Improvisieren am Schmerzpunkt

Our Lives: Community, Foto: Matthias Flurer
Our Lives: Community 22.03.2018, Foto: Matthias Fluhrer

Natürlich ist es nicht ungefährlich, wenn man auf offener Bühne teils sehr private Fragen stellt. Über die Erarbeitung des Formats haben sich die SpielerInnen offensichtlich Techniken zugelegt, um Persönliches theatralisch verfremdet auf die Bühne zu bringen. Doch was zum Schmerzpunkt hinabstieß, war nicht die Frage, sondern deren Nicht-Beantwortung.

Was denken die Männer über das #MeToo-Movement?” Eine aktuelle und höchst politische Frage, die somit auch das Publikum mit befragte. Statt aber den Männern zum Antworten die Bühne zu überlassen, entwickelte sich sofort ein Spiel. Die Frauen wiesen den Männer unter gespieltem Zwang Positionen auf der Bühne zu und wollten nun ihre Standpunkte wissen. Die vier begannen unklar, durcheinander und dann auch noch in ihren Muttersprachen zu antworten und sagten nichts oder nur unverständlichen Absurditäten. Die Spannung zwischen den PerformerInnen wurde real. Die Stimmung fror ein und auch das Publikum wurde still. Offensichtlich konnten die SpielerInnen mit dieser Situation nicht umgehen. Die “Szene” verlor jede Leichtigkeit und scheiterte.

Dieses Scheitern, die Unfähigkeit mit den ausweichenden Antworten spielerisch umzugehen, war aber zugleich realer gesellschaftlicher Ernst. In diesem Moment wurde die Bühne zu dem Spiegel der gesellschaftlichen Probleme, den man sich von ihr wünscht. Diese blanke Unfähigkeit dieser Kontroverse zu verhandeln, hatte solch tiefe Wahrheit.

Man sah deutlich, wie unwohl sich die SpielerInnen in diesem Moment fühlten. Es wurde eine neue Frage gestellt und weitergespielt. Jedoch war ab da der Abend beschädigt. Die Community war beschädigt.

Scheitern und dann?

Wie soll man aber als ImprovisiererIn mit einer zu persönlichen Situation umgehen? Wer aktiv Impro spielt, stellt sich vielleicht ab und an die Frage: Was kann ich tun, wenn mich auf der Bühne etwas so persönlich trifft, dass ich damit nicht zurecht komme? Niemand kann verlangen, dass man auf der Bühne einen Seelenstriptease hinlegt. Es ist Theater und nicht Therapie. Aber die #MeToo-Debatte ist gesellschaftliche Realität und gehört zum Verhandeln auf die Bühne.

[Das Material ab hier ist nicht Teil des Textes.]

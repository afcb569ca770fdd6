//! Reading delimited tables against an explicit schema, with error messages
//! that name the offending field, column and line.

use crate::constants::is_missing;
use anyhow::{bail, Context, Result};
use flate2::read::MultiGzDecoder;
use itertools::Itertools;
use regex::Regex;
use std::fmt::{Display, Formatter};
use std::fs::File;
use std::io::{BufRead, BufReader, Lines, Read};
use std::path::{Path, PathBuf};
use std::str::FromStr;

/// Open a file for reading, transparently decompressing gzip input.
pub fn open_maybe_gz(path: &Path) -> Result<Box<dyn Read>> {
    let file = File::open(path).with_context(|| path.display().to_string())?;
    let mut reader = BufReader::new(file);
    let is_gz = reader
        .fill_buf()
        .with_context(|| path.display().to_string())?
        .starts_with(&[0x1f, 0x8b]);
    if is_gz {
        Ok(Box::new(MultiGzDecoder::new(reader)))
    } else {
        Ok(Box::new(reader))
    }
}

#[derive(Copy, Clone, Debug, PartialEq, Eq)]
pub enum Delimiter {
    Tab,
    Comma,
    /// One or more spaces/tabs, as in MAGMA's .genes.out.
    Whitespace,
}

impl Delimiter {
    /// Guess the delimiter from a header line.
    pub fn detect(line: &str) -> Delimiter {
        if line.contains('\t') {
            Delimiter::Tab
        } else if line.contains(',') {
            Delimiter::Comma
        } else {
            Delimiter::Whitespace
        }
    }

    fn byte(self) -> Option<u8> {
        match self {
            Delimiter::Tab => Some(b'\t'),
            Delimiter::Comma => Some(b','),
            Delimiter::Whitespace => None,
        }
    }
}

impl FromStr for Delimiter {
    type Err = anyhow::Error;

    fn from_str(s: &str) -> Result<Delimiter> {
        Ok(match s {
            "tab" | "\t" | "\\t" | "tsv" => Delimiter::Tab,
            "comma" | "," | "csv" => Delimiter::Comma,
            "whitespace" | "space" | " " | "\\s+" => Delimiter::Whitespace,
            _ => bail!("unknown delimiter '{s}'; expected one of tab, comma, whitespace"),
        })
    }
}

impl Display for Delimiter {
    fn fmt(&self, f: &mut Formatter<'_>) -> std::fmt::Result {
        f.write_str(match self {
            Delimiter::Tab => "tab",
            Delimiter::Comma => "comma",
            Delimiter::Whitespace => "whitespace",
        })
    }
}

/// Detect the delimiter of `path` from its first line.
pub fn detect_delimiter(path: &Path) -> Result<Delimiter> {
    let mut line = String::new();
    BufReader::new(open_maybe_gz(path)?)
        .read_line(&mut line)
        .with_context(|| path.display().to_string())?;
    Ok(Delimiter::detect(&line))
}

/// A column selected either by header name or by zero-based position.
#[derive(Clone, Debug, PartialEq, Eq)]
pub enum ColumnRef {
    Name(String),
    Index(usize),
}

impl FromStr for ColumnRef {
    type Err = std::convert::Infallible;

    fn from_str(s: &str) -> Result<ColumnRef, Self::Err> {
        Ok(match s.parse::<usize>() {
            Ok(i) => ColumnRef::Index(i),
            Err(_) => ColumnRef::Name(s.to_string()),
        })
    }
}

impl Display for ColumnRef {
    fn fmt(&self, f: &mut Formatter<'_>) -> std::fmt::Result {
        match self {
            ColumnRef::Name(name) => write!(f, "'{name}'"),
            ColumnRef::Index(i) => write!(f, "#{i}"),
        }
    }
}

#[derive(Copy, Clone, Debug, PartialEq, Eq)]
pub enum FieldKind {
    Text,
    Integer,
    Float,
}

impl FieldKind {
    fn expected(self) -> &'static str {
        match self {
            FieldKind::Text => "text value",
            FieldKind::Integer => "integer",
            FieldKind::Float => "number",
        }
    }
}

/// One logical field of a table schema.
#[derive(Debug, Clone)]
pub struct Field {
    pub name: &'static str,
    pub kind: FieldKind,
    pub required: bool,
    /// Explicit column chosen by the caller. Takes precedence over `pattern`.
    pub column: Option<ColumnRef>,
    /// Header pattern used when no explicit column is given.
    pub pattern: Option<Regex>,
}

impl Field {
    pub fn required(name: &'static str, kind: FieldKind) -> Field {
        Field {
            name,
            kind,
            required: true,
            column: None,
            pattern: None,
        }
    }

    pub fn optional(name: &'static str, kind: FieldKind) -> Field {
        Field {
            required: false,
            ..Field::required(name, kind)
        }
    }

    pub fn column(mut self, column: Option<ColumnRef>) -> Field {
        if column.is_some() {
            self.column = column;
        }
        self
    }

    /// Case-insensitive header pattern. Panics on an invalid regex, which is
    /// always a programming error since patterns are static.
    pub fn pattern(mut self, pattern: &str) -> Field {
        self.pattern = Some(Regex::new(&format!("(?i){pattern}")).unwrap());
        self
    }
}

#[derive(Debug, PartialEq, Eq, thiserror::Error)]
pub enum TableError {
    #[error("The {filetype} file {path:?} is empty.")]
    Empty { filetype: String, path: PathBuf },

    #[error(
        "The {filetype} file {path:?} has no column for the required field '{field}'. \
         Found columns: {headers}. Pass the column name explicitly if it is named differently."
    )]
    MissingField {
        filetype: String,
        path: PathBuf,
        field: String,
        headers: String,
    },

    #[error(
        "The column {column} requested for field '{field}' does not exist in the {filetype} \
         file {path:?}. Found columns: {headers}"
    )]
    MissingColumn {
        filetype: String,
        path: PathBuf,
        field: String,
        column: ColumnRef,
        headers: String,
    },

    #[error(
        "The {filetype} file {path:?} has no header, so the column for field '{field}' must be \
         given by position rather than by name {column}."
    )]
    NamedColumnWithoutHeader {
        filetype: String,
        path: PathBuf,
        field: String,
        column: ColumnRef,
    },

    #[error(
        "Error in {filetype} file {path:?}. Line {line} has {found} columns, but field '{field}' \
         is read from column #{index}."
    )]
    ShortRow {
        filetype: String,
        path: PathBuf,
        line: u64,
        field: String,
        index: usize,
        found: usize,
    },

    #[error(
        "Error in {filetype} file {path:?}. On line {line} in '{column}' column: \
         Expected a {expected} but received '{value}'"
    )]
    InvalidValue {
        filetype: String,
        path: PathBuf,
        line: u64,
        column: String,
        expected: &'static str,
        value: String,
    },
}

/// An ordered list of fields expected in a table.
#[derive(Debug, Clone)]
pub struct TableSchema {
    filetype: String,
    fields: Vec<Field>,
}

Als Improvisierende sind wir verantwortlich für das, was auf der Bühne passiert. Sicher nur zu einem Teil, aber wir tragen die Mitautorenschaft. Daher ist es unabdingbar, dass wir als Menschen und Bürger auf der Bühne stehen und das auch behaupten. Es braucht, denke ich, ein Bewusstsein dafür, dass wir aus solchen Situationen heraustreten und dazu Stellung nehmen können. Je ehrlicher und persönlicher wir sind, desto mehr bedarf es einer Strategie, wie wir mit Dingen umgehen, deren bloße Darstellung wir nicht verantworten wollen.

An diesem Abend hätte ich mir gewünscht, dass man nicht einfach weiter macht. Lieber hätte ich gesehen, wie die SpielerInnen dieses Zerwürfnis über die Antwort aufgreifen, offen legen, dazu weiter Fragen stellen und damit improvisieren. Denn hier waren wir alle, SpielerInnen wie ZuschauerInnen für einen Moment geschockt. Und das im besten Sinne. Nicht durch Ekel oder einen Tabubruch um des Schocks willen, sondern dadurch, dass ein unterhaltsamer Abend plötzlich relevant wird und man sich selbst fragen muss: “Wie stehe ich dazu?”. Das fühlte sich an wie großes Theater – davon will ich mehr!